It's suggested to use --reverse if you want to test through a NAT firewall
(or -R on non-windows systems).
       This applies role reversal of the test after opening the full duplex
socket. The latter two of -d and -r remain supported for legacy support and
compatibility reasons.  These open new sockets in the  opposite  direction
 vs  treat  the  originating
       socket as full duplex. Firewall piercing is typically required to
use -d and -r if a NAT gateway is in the path. That's part of the reason
it's highly encouraged to use the newer --reverse and --bidir and deprecate
the use of the -r and -d options.

       Also,  the  --reverse -b <rate> setting behaves differently for TCP
and UDP. For TCP it will rate limit the read side, i.e. the iperf client
(role reversed to act as a server) reading from the full duplex socket.
This will in turn flow control the
       reverse traffic per standard TCP congestion control. The --reverse
-b <rate> will be applied on transmit (i.e. the server role reversed to act
as a client) for UDP since there is no flow control with UDP. There is no
option to directly  rate  limit
       the writes with TCP testing when using --reverse.

       TCP  Connect  times:  The TCP connect time (or three way handshake)
can be seen on the iperf client when the -e (--enhancedreports) option is
set. Look for the ct=<value> in the connected message, e.g.in '[ 3] local port 48736 connected
       with port 5001 (ct=1.84 ms)' shows the 3WHS took 1.84

       Little's Law in queueing theory is a theorem that determines the
average number of items (L) in a stationary queuing system based on the
average waiting time (W) of an item within a system and the average number
of items arriving at the system  per
       unit of time (lambda). Mathematically, it's L = lambda * W. As used
here, the units are bytes. The arrival rate is taken from the writes.

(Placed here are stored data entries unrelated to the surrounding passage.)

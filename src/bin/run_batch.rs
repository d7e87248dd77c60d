//! Solve every loan in a CSV file
//!
//! Usage: run_batch <loans.csv> [output.csv]
//!
//! Writes one summary row per loan. Loans that cannot be resolved are kept in
//! the output with the reason in the Error column.

use anyhow::{Context, Result};
use loan_amortization::export::write_batch_summary;
use loan_amortization::loan::load_loans;
use loan_amortization::ScenarioRunner;
use std::env;
use std::fs::File;
use std::time::Instant;

const DEFAULT_SUMMARY_PATH: &str = "loan_batch_summary.csv";

fn main() -> Result<()> {
    env_logger::init();

    let mut args = env::args().skip(1);
    let input = args.next().context("usage: run_batch <loans.csv> [output.csv]")?;
    let output = args.next().unwrap_or_else(|| DEFAULT_SUMMARY_PATH.to_string());

    let start = Instant::now();
    println!("Loading loans from {}...", input);

    let loans = load_loans(&input).with_context(|| format!("failed to load {}", input))?;
    println!("Loaded {} loans in {:?}", loans.len(), start.elapsed());

    let runner = ScenarioRunner::from_env();

    println!("Solving loans...");
    let run_start = Instant::now();
    let results = runner.run_batch(&loans);
    println!("Solved in {:?}", run_start.elapsed());

    let failed = results.iter().filter(|r| r.outcome.is_err()).count();
    let total_interest: f64 = results
        .iter()
        .filter_map(|r| r.outcome.as_ref().ok())
        .filter_map(|calc| calc.summary.as_ref())
        .map(|s| s.total_interest)
        .sum();

    let file = File::create(&output).with_context(|| format!("failed to create {}", output))?;
    write_batch_summary(file, &results, runner.config().currency_decimals)?;

    println!("\nSummary:");
    println!("  Loans:          {}", results.len());
    println!("  Unresolvable:   {}", failed);
    println!("  Total Interest: {:.2}", total_interest);
    println!("\nResults written to: {}", output);
    println!("Total time: {:?}", start.elapsed());

    Ok(())
}
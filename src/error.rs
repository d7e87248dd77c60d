//! Error types for loan calculations

use thiserror::Error;

/// Why a loan quantity could not be derived from the supplied terms
#[derive(Debug, Clone, Copy, PartialEq, Error)]
pub enum Unresolvable {
    /// A required input was zero, negative or not a finite number
    #[error("{field} must be a positive number, got {value}")]
    NonPositive { field: &'static str, value: f64 },

    /// The installment never covers the monthly interest, so the balance never falls
    #[error("installment {installment:.2} does not exceed monthly interest {monthly_interest:.2}; loan never amortizes")]
    NeverAmortizes { monthly_interest: f64, installment: f64 },

    /// A tenure longer than the supported maximum, or a derived value that overflowed
    #[error("{field} {value} is outside the supported range")]
    OutOfRange { field: &'static str, value: f64 },

    /// Fewer than three of the four loan fields are known
    #[error("at least three of principal, rate, tenure and installment are required")]
    InsufficientInputs,
}

impl Unresolvable {
    /// Legacy sentinel for callers that expect a bare number:
    /// 0 for "not computable", positive infinity for "never resolves"
    pub fn sentinel(&self) -> f64 {
        match self {
            Unresolvable::NeverAmortizes { .. } => f64::INFINITY,
            Unresolvable::NonPositive { .. }
            | Unresolvable::OutOfRange { .. }
            | Unresolvable::InsufficientInputs => 0.0,
        }
    }
}

/// Errors raised while loading, parsing or exporting loans
#[derive(Debug, Error)]
pub enum AmortizationError {
    #[error(transparent)]
    Unresolvable(#[from] Unresolvable),

    #[error("invalid period '{0}', expected YYYY-MM")]
    InvalidPeriod(String),

    #[error("loan {loan_id}: {reason}")]
    InvalidLoan { loan_id: String, reason: String },

    #[error("CSV error: {0}")]
    Csv(#[from] csv::Error),

    #[error("I/O error: {0}")]
    Io(#[from] std::io::Error),
}

pub type Result<T> = std::result::Result<T, AmortizationError>;
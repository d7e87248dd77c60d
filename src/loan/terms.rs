//! Loan terms and raw calculator inputs

use serde::{Deserialize, Serialize};
use std::fmt;
use std::str::FromStr;

use crate::amortization::engine::{generate_schedule, MAX_TENURE_MONTHS};
use crate::amortization::{Schedule, YearMonth};

/// A fully resolved loan: all four quantities known
#[derive(Debug, Clone, Copy, PartialEq, Serialize, Deserialize)]
pub struct LoanTerms {
    /// Amount borrowed
    pub principal: f64,

    /// Nominal annual interest rate in percent (9.55 = 9.55%)
    pub annual_rate_percent: f64,

    /// Number of monthly repayments
    pub tenure_months: u32,

    /// Nominal monthly installment (EMI)
    pub installment: f64,
}

impl LoanTerms {
    pub fn new(principal: f64, annual_rate_percent: f64, tenure_months: u32, installment: f64) -> Self {
        Self {
            principal,
            annual_rate_percent,
            tenure_months,
            installment,
        }
    }

    /// Tenure expressed in years, rounded to two decimals
    pub fn tenure_years(&self) -> f64 {
        months_to_years(self.tenure_months)
    }

    /// Repayment schedule starting in `start`
    pub fn schedule(&self, start: YearMonth) -> Schedule {
        generate_schedule(
            self.principal,
            self.annual_rate_percent,
            self.tenure_months as f64,
            self.installment,
            start,
        )
    }
}

/// The editable loan fields, used to record which one the user touched last
#[derive(Debug, Clone, Copy, PartialEq, Eq, Hash, Serialize, Deserialize)]
#[serde(rename_all = "snake_case")]
pub enum LoanField {
    Principal,
    AnnualRate,
    Tenure,
    TenureYears,
    Installment,
}

impl LoanField {
    /// Tenure edited in years or in months is the same field for solving
    pub fn is_tenure(&self) -> bool {
        matches!(self, LoanField::Tenure | LoanField::TenureYears)
    }
}

impl fmt::Display for LoanField {
    fn fmt(&self, f: &mut fmt::Formatter<'_>) -> fmt::Result {
        let name = match self {
            LoanField::Principal => "principal",
            LoanField::AnnualRate => "annual_rate",
            LoanField::Tenure => "tenure",
            LoanField::TenureYears => "tenure_years",
            LoanField::Installment => "installment",
        };
        f.write_str(name)
    }
}

impl FromStr for LoanField {
    type Err = String;

    fn from_str(s: &str) -> Result<Self, Self::Err> {
        match s.trim().to_ascii_lowercase().as_str() {
            "principal" | "loan_amount" | "amount" => Ok(LoanField::Principal),
            "annual_rate" | "rate" | "interest_rate" => Ok(LoanField::AnnualRate),
            "tenure" | "tenure_months" | "months" => Ok(LoanField::Tenure),
            "tenure_years" | "years" => Ok(LoanField::TenureYears),
            "installment" | "emi" => Ok(LoanField::Installment),
            other => Err(format!("unknown loan field: {}", other)),
        }
    }
}

/// Parse a user-entered amount. Blank, non-numeric and non-finite text yields `None`.
pub fn parse_amount(raw: &str) -> Option<f64> {
    let cleaned: String = raw.trim().chars().filter(|c| *c != ',' && *c != '_').collect();
    cleaned.parse::<f64>().ok().filter(|v| v.is_finite())
}

/// Whole months for a tenure given in years; `None` outside `1..=MAX_TENURE_MONTHS`
pub fn years_to_months(years: f64) -> Option<u32> {
    whole_months((years * 12.0).round())
}

fn whole_months(months: f64) -> Option<u32> {
    if months.is_finite() && months >= 1.0 && months <= MAX_TENURE_MONTHS as f64 {
        Some(months as u32)
    } else {
        None
    }
}

/// Years for a tenure given in months, rounded to two decimals
pub fn months_to_years(months: u32) -> f64 {
    (months as f64 / 12.0 * 100.0).round() / 100.0
}

/// Calculator inputs after parsing; a `None` field is unknown
#[derive(Debug, Clone, Copy, Default, PartialEq, Serialize, Deserialize)]
pub struct LoanInputs {
    pub principal: Option<f64>,
    pub annual_rate_percent: Option<f64>,
    pub tenure_months: Option<u32>,
    pub installment: Option<f64>,
}

impl LoanInputs {
    /// Parse the four raw text fields
    pub fn parse(principal: &str, annual_rate_percent: &str, tenure_months: &str, installment: &str) -> Self {
        Self {
            principal: parse_amount(principal),
            annual_rate_percent: parse_amount(annual_rate_percent),
            // Partial months are dropped, matching integer entry in the form
            tenure_months: parse_amount(tenure_months).and_then(|m| whole_months(m.trunc())),
            installment: parse_amount(installment),
        }
    }

    /// Replace the tenure with one entered in years
    pub fn with_tenure_years(mut self, years: &str) -> Self {
        self.tenure_months = parse_amount(years).and_then(years_to_months);
        self
    }

    /// Whether a field holds a usable value (rate may be zero, the rest must be positive)
    pub fn is_valid(&self, field: LoanField) -> bool {
        match field {
            LoanField::Principal => self.principal.is_some_and(|v| v > 0.0),
            LoanField::AnnualRate => self.annual_rate_percent.is_some_and(|v| v >= 0.0),
            LoanField::Tenure | LoanField::TenureYears => self.tenure_months.is_some_and(|v| v > 0),
            LoanField::Installment => self.installment.is_some_and(|v| v > 0.0),
        }
    }

    /// Number of usable fields out of the four
    pub fn valid_count(&self) -> usize {
        [
            LoanField::Principal,
            LoanField::AnnualRate,
            LoanField::Tenure,
            LoanField::Installment,
        ]
        .iter()
        .filter(|f| self.is_valid(**f))
        .count()
    }
}
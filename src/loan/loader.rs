//! Load loan scenarios from CSV
//!
//! Expected header:
//! `LoanId,Principal,AnnualRatePercent,TenureMonths,Installment,StartPeriod`.
//! One of Principal, TenureMonths or Installment may be left blank; that field
//! is derived.

use csv::Reader;
use std::path::Path;

use super::LoanInputs;
use crate::amortization::engine::MAX_TENURE_MONTHS;
use crate::amortization::{SolveFor, YearMonth};
use crate::error::{AmortizationError, Result};

/// Raw CSV row
#[derive(Debug, serde::Deserialize)]
struct CsvRow {
    #[serde(rename = "LoanId")]
    loan_id: String,
    #[serde(rename = "Principal")]
    principal: Option<f64>,
    #[serde(rename = "AnnualRatePercent")]
    annual_rate_percent: Option<f64>,
    #[serde(rename = "TenureMonths")]
    tenure_months: Option<u32>,
    #[serde(rename = "Installment")]
    installment: Option<f64>,
    #[serde(rename = "StartPeriod", default)]
    start_period: Option<String>,
}

/// One loan to evaluate
#[derive(Debug, Clone, PartialEq)]
pub struct LoanScenario {
    pub loan_id: String,
    pub inputs: LoanInputs,
    pub solve_for: SolveFor,
    /// Overrides the configured start period when present
    pub start: Option<YearMonth>,
}

impl CsvRow {
    fn into_scenario(self) -> Result<LoanScenario> {
        let invalid = |reason: &str| AmortizationError::InvalidLoan {
            loan_id: self.loan_id.clone(),
            reason: reason.to_string(),
        };

        if self.annual_rate_percent.is_none() {
            return Err(invalid("AnnualRatePercent is required"));
        }

        if self.tenure_months.is_some_and(|m| m > MAX_TENURE_MONTHS) {
            return Err(invalid(&format!("TenureMonths exceeds {} months", MAX_TENURE_MONTHS)));
        }

        let solve_for = match (self.principal, self.tenure_months, self.installment) {
            (None, Some(_), Some(_)) => SolveFor::Principal,
            (Some(_), None, Some(_)) => SolveFor::Tenure,
            (Some(_), Some(_), _) => SolveFor::Installment,
            _ => return Err(invalid("at most one of Principal, TenureMonths, Installment may be blank")),
        };

        let start = match self.start_period.as_deref().map(str::trim) {
            None | Some("") => None,
            Some(raw) => Some(raw.parse::<YearMonth>()?),
        };

        Ok(LoanScenario {
            inputs: LoanInputs {
                principal: self.principal,
                annual_rate_percent: self.annual_rate_percent,
                tenure_months: self.tenure_months,
                installment: self.installment,
            },
            loan_id: self.loan_id,
            solve_for,
            start,
        })
    }
}

/// Load all loan scenarios from a CSV file
pub fn load_loans<P: AsRef<Path>>(path: P) -> Result<Vec<LoanScenario>> {
    let reader = Reader::from_path(path)?;
    read_scenarios(reader)
}

/// Load loan scenarios from any reader (e.g., string buffer, request body)
pub fn load_loans_from_reader<R: std::io::Read>(reader: R) -> Result<Vec<LoanScenario>> {
    read_scenarios(Reader::from_reader(reader))
}

fn read_scenarios<R: std::io::Read>(mut reader: Reader<R>) -> Result<Vec<LoanScenario>> {
    let mut scenarios = Vec::new();

    for result in reader.deserialize() {
        let row: CsvRow = result?;
        scenarios.push(row.into_scenario()?);
    }

    log::debug!("Loaded {} loan scenarios", scenarios.len());
    Ok(scenarios)
}
//! Running balance tracked while a schedule is generated

use super::period::YearMonth;
use super::schedule::ScheduleEntry;

/// Residual balance, relative to the original principal, swept into the last
/// scheduled payment instead of being left outstanding
const RESIDUAL_TOLERANCE: f64 = 1e-10;

/// State of the loan between repayment periods
#[derive(Debug, Clone)]
pub struct BalanceState {
    /// Last period processed (0 before the first payment)
    pub month: u32,

    /// Outstanding balance
    pub balance: f64,

    /// Working installment; replaced by the exact payoff amount on the final period
    pub installment: f64,

    /// Monthly interest rate as a decimal
    pub monthly_rate: f64,

    principal: f64,
    start: YearMonth,
}

impl BalanceState {
    /// Initialize state at loan origination
    pub fn new(principal: f64, monthly_rate: f64, installment: f64, start: YearMonth) -> Self {
        Self {
            month: 0,
            balance: principal,
            installment,
            monthly_rate,
            principal,
            start,
        }
    }

    pub fn is_paid_off(&self) -> bool {
        self.balance <= 0.0
    }

    /// Apply one payment and return the resulting schedule entry.
    ///
    /// On the last scheduled period a rounding residue left by the level
    /// installment is paid off with it.
    pub fn advance_month(&mut self, last_period: bool) -> ScheduleEntry {
        self.month += 1;

        let interest = self.balance * self.monthly_rate;
        let mut principal = self.installment - interest;

        // Final payment retires whatever is left
        if self.balance < self.installment {
            principal = self.balance;
            self.installment = self.balance + interest;
        }

        self.balance -= principal;

        // Fold floating-point overshoot back into the principal portion
        if self.balance < 0.0 {
            principal += self.balance;
            self.balance = 0.0;
        }

        if last_period && self.balance > 0.0 && self.balance <= self.principal * RESIDUAL_TOLERANCE {
            principal += self.balance;
            self.installment += self.balance;
            self.balance = 0.0;
        }

        ScheduleEntry {
            month: self.month,
            period: self.start.plus_months(self.month - 1),
            principal,
            interest,
            payment: self.installment,
            remaining_balance: self.balance,
        }
    }
}
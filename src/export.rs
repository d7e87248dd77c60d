//! CSV export of a calculation: loan summary block followed by the schedule table

use csv::{Writer, WriterBuilder};
use std::io::Write;
use std::path::Path;

use crate::amortization::Calculation;
use crate::error::Result;
use crate::scenario::ScenarioResult;

/// Round to a fixed number of decimal places
pub fn round_to(value: f64, decimals: u32) -> f64 {
    let factor = 10f64.powi(decimals as i32);
    (value * factor).round() / factor
}

fn money(value: f64, decimals: u32) -> String {
    format!("{:.*}", decimals as usize, round_to(value, decimals))
}

/// Write the summary block, a blank line, then the schedule table
pub fn write_calculation<W: Write>(mut writer: W, calc: &Calculation, decimals: u32) -> Result<()> {
    write_summary_block(&mut writer, calc, decimals)?;
    // csv quotes an empty record, so the separator goes straight to the writer
    writer.write_all(b"\n")?;
    write_schedule_table(&mut writer, calc, decimals)
}

fn write_summary_block<W: Write>(writer: W, calc: &Calculation, decimals: u32) -> Result<()> {
    let mut out = WriterBuilder::new().flexible(true).from_writer(writer);
    let terms = &calc.terms;

    let (end_period, total_interest, total_payment) = match &calc.summary {
        Some(s) => (s.end_period.to_string(), s.total_interest, s.total_payment),
        None => (String::new(), 0.0, 0.0),
    };

    out.write_record(["Loan Summary"])?;
    out.write_record(["Loan Amount", money(terms.principal, decimals).as_str()])?;
    // Rate as a fraction so spreadsheet percentage formatting applies directly
    out.write_record(["Annual Interest Rate", format!("{:.6}", terms.annual_rate_percent / 100.0).as_str()])?;
    out.write_record(["Tenure (Months)", terms.tenure_months.to_string().as_str()])?;
    out.write_record(["Monthly EMI", money(terms.installment, decimals).as_str()])?;
    out.write_record(["Loan Start Date", calc.start.to_string().as_str()])?;
    out.write_record(["Loan End Date", end_period.as_str()])?;
    out.write_record(["Total Interest", money(total_interest, decimals).as_str()])?;
    out.write_record(["Total Payment", money(total_payment, decimals).as_str()])?;
    out.flush()?;
    Ok(())
}

fn write_schedule_table<W: Write>(writer: W, calc: &Calculation, decimals: u32) -> Result<()> {
    let mut out = Writer::from_writer(writer);
    out.write_record(["#", "Date", "Principal", "Interest", "EMI", "Balance"])?;
    for entry in &calc.schedule {
        out.write_record([
            entry.month.to_string(),
            entry.period.to_string(),
            money(entry.principal, decimals),
            money(entry.interest, decimals),
            money(entry.payment, decimals),
            money(entry.remaining_balance, decimals),
        ])?;
    }

    out.flush()?;
    Ok(())
}

/// Write a calculation to a CSV file
pub fn export_calculation<P: AsRef<Path>>(path: P, calc: &Calculation, decimals: u32) -> Result<()> {
    let file = std::fs::File::create(path.as_ref())?;
    write_calculation(file, calc, decimals)?;
    log::info!("Schedule written to {}", path.as_ref().display());
    Ok(())
}

/// One row per loan: solved terms and totals, or the reason it could not be solved
pub fn write_batch_summary<W: Write>(writer: W, results: &[ScenarioResult], decimals: u32) -> Result<()> {
    let mut out: Writer<W> = Writer::from_writer(writer);

    out.write_record([
        "LoanId",
        "SolvedFor",
        "Principal",
        "AnnualRatePercent",
        "TenureMonths",
        "Installment",
        "StartPeriod",
        "EndPeriod",
        "TotalInterest",
        "TotalPayment",
        "Error",
    ])?;

    for result in results {
        match &result.outcome {
            Ok(calc) => {
                let (end, interest, payment) = match &calc.summary {
                    Some(s) => (s.end_period.to_string(), s.total_interest, s.total_payment),
                    None => (String::new(), 0.0, 0.0),
                };
                out.write_record([
                    result.loan_id.clone(),
                    calc.solved_for.to_string(),
                    money(calc.terms.principal, decimals),
                    calc.terms.annual_rate_percent.to_string(),
                    calc.terms.tenure_months.to_string(),
                    money(calc.terms.installment, decimals),
                    calc.start.to_string(),
                    end,
                    money(interest, decimals),
                    money(payment, decimals),
                    String::new(),
                ])?;
            }
            Err(err) => {
                let mut row = vec![result.loan_id.clone()];
                row.extend(std::iter::repeat(String::new()).take(9));
                row.push(err.to_string());
                out.write_record(&row)?;
            }
        }
    }

    out.flush()?;
    Ok(())
}
//! Amortization engine: annuity math, schedule generation and field solving

pub mod engine;
mod period;
mod schedule;
pub mod solver;
mod state;

pub use engine::{
    ceil_periods, compute_installment, compute_principal, compute_tenure, generate_schedule,
    monthly_rate, MAX_TENURE_MONTHS,
};
pub use period::YearMonth;
pub use schedule::{Schedule, ScheduleEntry, ScheduleSummary};
pub use solver::{calculate, calculate_with, solve, Calculation, SolveFor};
pub use state::BalanceState;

       Network  power:  The network power (NetPwr) metric is experimental.
It's a convenience function defined as throughput/delay.  For TCP
transmits, the delay is the sampled RTT times.  For TCP receives, the delay
is the write to read latency.  For UDP
       the delay is the end/end latency.  Don't confuse this with the
physics definition of power (delta energy/delta time) but more of a measure
of a desirable property divided by an undesirable property. Also note, one
must use -i interval with  TCP  to
       get this as that's what sets the RTT sampling rate. The metric is
scaled to assist with human readability.

       Fast Sampling: Use ./configure --enable-fastsampling and then
compile from source to enable four digit (e.g. 1.0000) precision in
reports' timestamps. Useful for sub-millisecond sampling.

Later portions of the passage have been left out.